Many advisors say they aim to deliver “alpha,” meaning they can beat the market. That doesn’t sound like your approach.
We aren’t trying to beat the market. We’re trying to give people a comfortable, sensible exposure to global asset prices with as much diversification as possible, with as low a cost and the greatest amount of tax efficiency we can get.
That’s very different from the philosophy at your previous employers, Salomon Brothers and Long-Term Capital Management.
Those are experiences I wouldn’t trade for anything. There was so much excitement and creativity. Now, I learned a lot about finance, but I learned zero about personal finance there. It’s remarkable that you can go to Wall Street and get no guidance in personal investing.
The biggest lesson in personal finance I ever learned was from losing the majority of my savings when LTCM ended. It was 80% of my savings or more. Losing vastly more than half of my wealth was something that required a lot of reflection. So, for the next 10 years, I did a lot of reflecting.
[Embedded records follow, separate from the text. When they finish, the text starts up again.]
//! A small retained view tree standing in for the page's DOM.
//!
//! Nodes live in an arena and are addressed by [`NodeId`]. Removed slots are
//! recycled, so a long page session does not grow the arena without bound.

use crate::aggregator::Outlook;
use crate::timeseries::ClassSeries;
use serde::{Deserialize, Serialize};

#[derive(Debug, Clone, Copy, PartialEq, Eq, Hash, PartialOrd, Ord, Serialize, Deserialize)]
pub struct NodeId(usize);

/// Styling hint carried by a node. The renderer maps these onto colors.
#[derive(Debug, Clone, Copy, PartialEq, Eq, Serialize, Deserialize)]
pub enum Tone {
    Expense,
    Income,
    Favorable,
    Unfavorable,
    Neutral,
    Accent,
    Error,
}

impl From<Outlook> for Tone {
    fn from(outlook: Outlook) -> Self {
        match outlook {
            Outlook::Favorable => Self::Favorable,
            Outlook::Neutral => Self::Neutral,
            Outlook::Unfavorable => Self::Unfavorable,
        }
    }
}

#[derive(Debug, Clone, PartialEq, Serialize, Deserialize)]
pub struct TableRow {
    pub key: Option<String>,
    pub cells: Vec<String>,
    pub href: Option<String>,
}

#[derive(Debug, Clone, PartialEq, Serialize, Deserialize)]
pub enum NodeKind {
    Section,
    Container,
    DisclosureButton {
        title: String,
        indicator: String,
        expanded: bool,
    },
    DisclosureContent,
    Text(String),
    Table {
        headers: Vec<String>,
        rows: Vec<TableRow>,
    },
    Chart {
        title: String,
        series: ClassSeries,
    },
    Action {
        label: String,
        href: String,
    },
}

#[derive(Debug, Clone, PartialEq, Serialize, Deserialize)]
pub struct ViewNode {
    pub key: Option<String>,
    pub kind: NodeKind,
    pub tone: Option<Tone>,
    pub parent: Option<NodeId>,
    pub children: Vec<NodeId>,
}

impl ViewNode {
    pub fn new(kind: NodeKind) -> Self {
        Self {
            key: None,
            kind,
            tone: None,
            parent: None,
            children: Vec::new(),
        }
    }

    pub fn keyed(mut self, key: impl Into<String>) -> Self {
        self.key = Some(key.into());
        self
    }

    pub fn toned(mut self, tone: Tone) -> Self {
        self.tone = Some(tone);
        self
    }

    pub fn text(text: impl Into<String>) -> Self {
        Self::new(NodeKind::Text(text.into()))
    }
}

#[derive(Debug, Default)]
pub struct ViewTree {
    slots: Vec<Option<ViewNode>>,
    free: Vec<usize>,
    created: usize,
}

impl ViewTree {
    pub fn new() -> Self {
        Self::default()
    }

    /// Adds a node without a parent.
    pub fn insert(&mut self, node: ViewNode) -> NodeId {
        self.created += 1;
        match self.free.pop() {
            Some(idx) => {
                self.slots[idx] = Some(node);
                NodeId(idx)
            }
            None => {
                self.slots.push(Some(node));
                NodeId(self.slots.len() - 1)
            }
        }
    }

    pub fn append(&mut self, parent: NodeId, child: NodeId) {
        if let Some(node) = self.get_mut(child) {
            node.parent = Some(parent);
        }
        if let Some(node) = self.get_mut(parent) {
            node.children.push(child);
        }
    }

    pub fn insert_child(&mut self, parent: NodeId, node: ViewNode) -> NodeId {
        let id = self.insert(node);
        self.append(parent, id);
        id
    }

    pub fn get(&self, id: NodeId) -> Option<&ViewNode> {
        self.slots.get(id.0).and_then(Option::as_ref)
    }

    pub fn get_mut(&mut self, id: NodeId) -> Option<&mut ViewNode> {
        self.slots.get_mut(id.0).and_then(Option::as_mut)
    }

    pub fn children(&self, id: NodeId) -> &[NodeId] {
        self.get(id).map(|n| n.children.as_slice()).unwrap_or(&[])
    }

    /// Drops every descendant of `id`, keeping `id` itself.
    pub fn clear_children(&mut self, id: NodeId) {
        let children = match self.get_mut(id) {
            Some(node) => std::mem::take(&mut node.children),
            None => return,
        };
        let mut stack = children;
        while let Some(child) = stack.pop() {
            if let Some(node) = self.slots.get_mut(child.0).and_then(Option::take) {
                stack.extend(node.children);
                self.free.push(child.0);
            }
        }
    }

    /// Nodes currently alive in the tree.
    pub fn len(&self) -> usize {
        self.slots.iter().filter(|s| s.is_some()).count()
    }

    pub fn is_empty(&self) -> bool {
        self.len() == 0
    }

    /// Nodes ever created, including ones since removed.
    pub fn created(&self) -> usize {
        self.created
    }

    pub fn set_text(&mut self, id: NodeId, text: impl Into<String>) {
        if let Some(ViewNode {
            kind: NodeKind::Text(current),
            ..
        }) = self.get_mut(id)
        {
            *current = text.into();
        }
    }

    pub fn set_indicator(&mut self, id: NodeId, text: impl Into<String>) {
        if let Some(ViewNode {
            kind: NodeKind::DisclosureButton { indicator, .. },
            ..
        }) = self.get_mut(id)
        {
            *indicator = text.into();
        }
    }

    /// Flips a disclosure button open or closed, as a user click would.
    pub fn toggle(&mut self, id: NodeId) -> Option<bool> {
        match self.get_mut(id) {
            Some(ViewNode {
                kind: NodeKind::DisclosureButton { expanded, .. },
                ..
            }) => {
                *expanded = !*expanded;
                Some(*expanded)
            }
            _ => None,
        }
    }

    pub fn is_expanded(&self, id: NodeId) -> bool {
        matches!(
            self.get(id),
            Some(ViewNode {
                kind: NodeKind::DisclosureButton { expanded: true, .. },
                ..
            })
        )
    }

    /// Depth-first search below `root` for the node carrying `key`.
    pub fn find_keyed(&self, root: NodeId, key: &str) -> Option<NodeId> {
        let mut stack = vec![root];
        while let Some(id) = stack.pop() {
            let Some(node) = self.get(id) else {
                continue;
            };
            if node.key.as_deref() == Some(key) {
                return Some(id);
            }
            stack.extend(node.children.iter().rev().copied());
        }
        None
    }

    /// Every piece of visible text below `id`, one entry per line.
    pub fn text_lines(&self, id: NodeId) -> Vec<String> {
        let mut lines = Vec::new();
        self.collect_text(id, &mut lines);
        lines
    }

    fn collect_text(&self, id: NodeId, lines: &mut Vec<String>) {
        let Some(node) = self.get(id) else {
            return;
        };
        match &node.kind {
            NodeKind::Text(text) => lines.push(text.clone()),
            NodeKind::DisclosureButton {
                title, indicator, ..
            } => lines.push(format!("{} {}", title, indicator)),
            NodeKind::Table { headers, rows } => {
                lines.push(headers.join(" | "));
                lines.extend(rows.iter().map(|r| r.cells.join(" | ")));
            }
            NodeKind::Chart { title, .. } => lines.push(title.clone()),
            NodeKind::Action { label, .. } => lines.push(label.clone()),
            NodeKind::Section | NodeKind::Container | NodeKind::DisclosureContent => {}
        }
        for child in &node.children {
            self.collect_text(*child, lines);
        }
    }
}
Investors lose money in investment vehicles all the time. But it was interesting that people relatively well trained in finance, somebody like me, could have such a large allocation to something that could go down by so much. It was kind of inexcusable that I did that.
It sounds like you learned your lesson. Have investors?
It isn’t clear. We see really encouraging investment behavior, with this huge growth in index investing, with 401(k)s and tax-deferred retirement accounts, and very low levels of trading.
But we’re also seeing two different phenomena. One is this frenetic, highly speculative activity by retail investors, driven by zero commissions, the growth of social media, and then turbocharged by Covid-19 when everyone suddenly had so much more time.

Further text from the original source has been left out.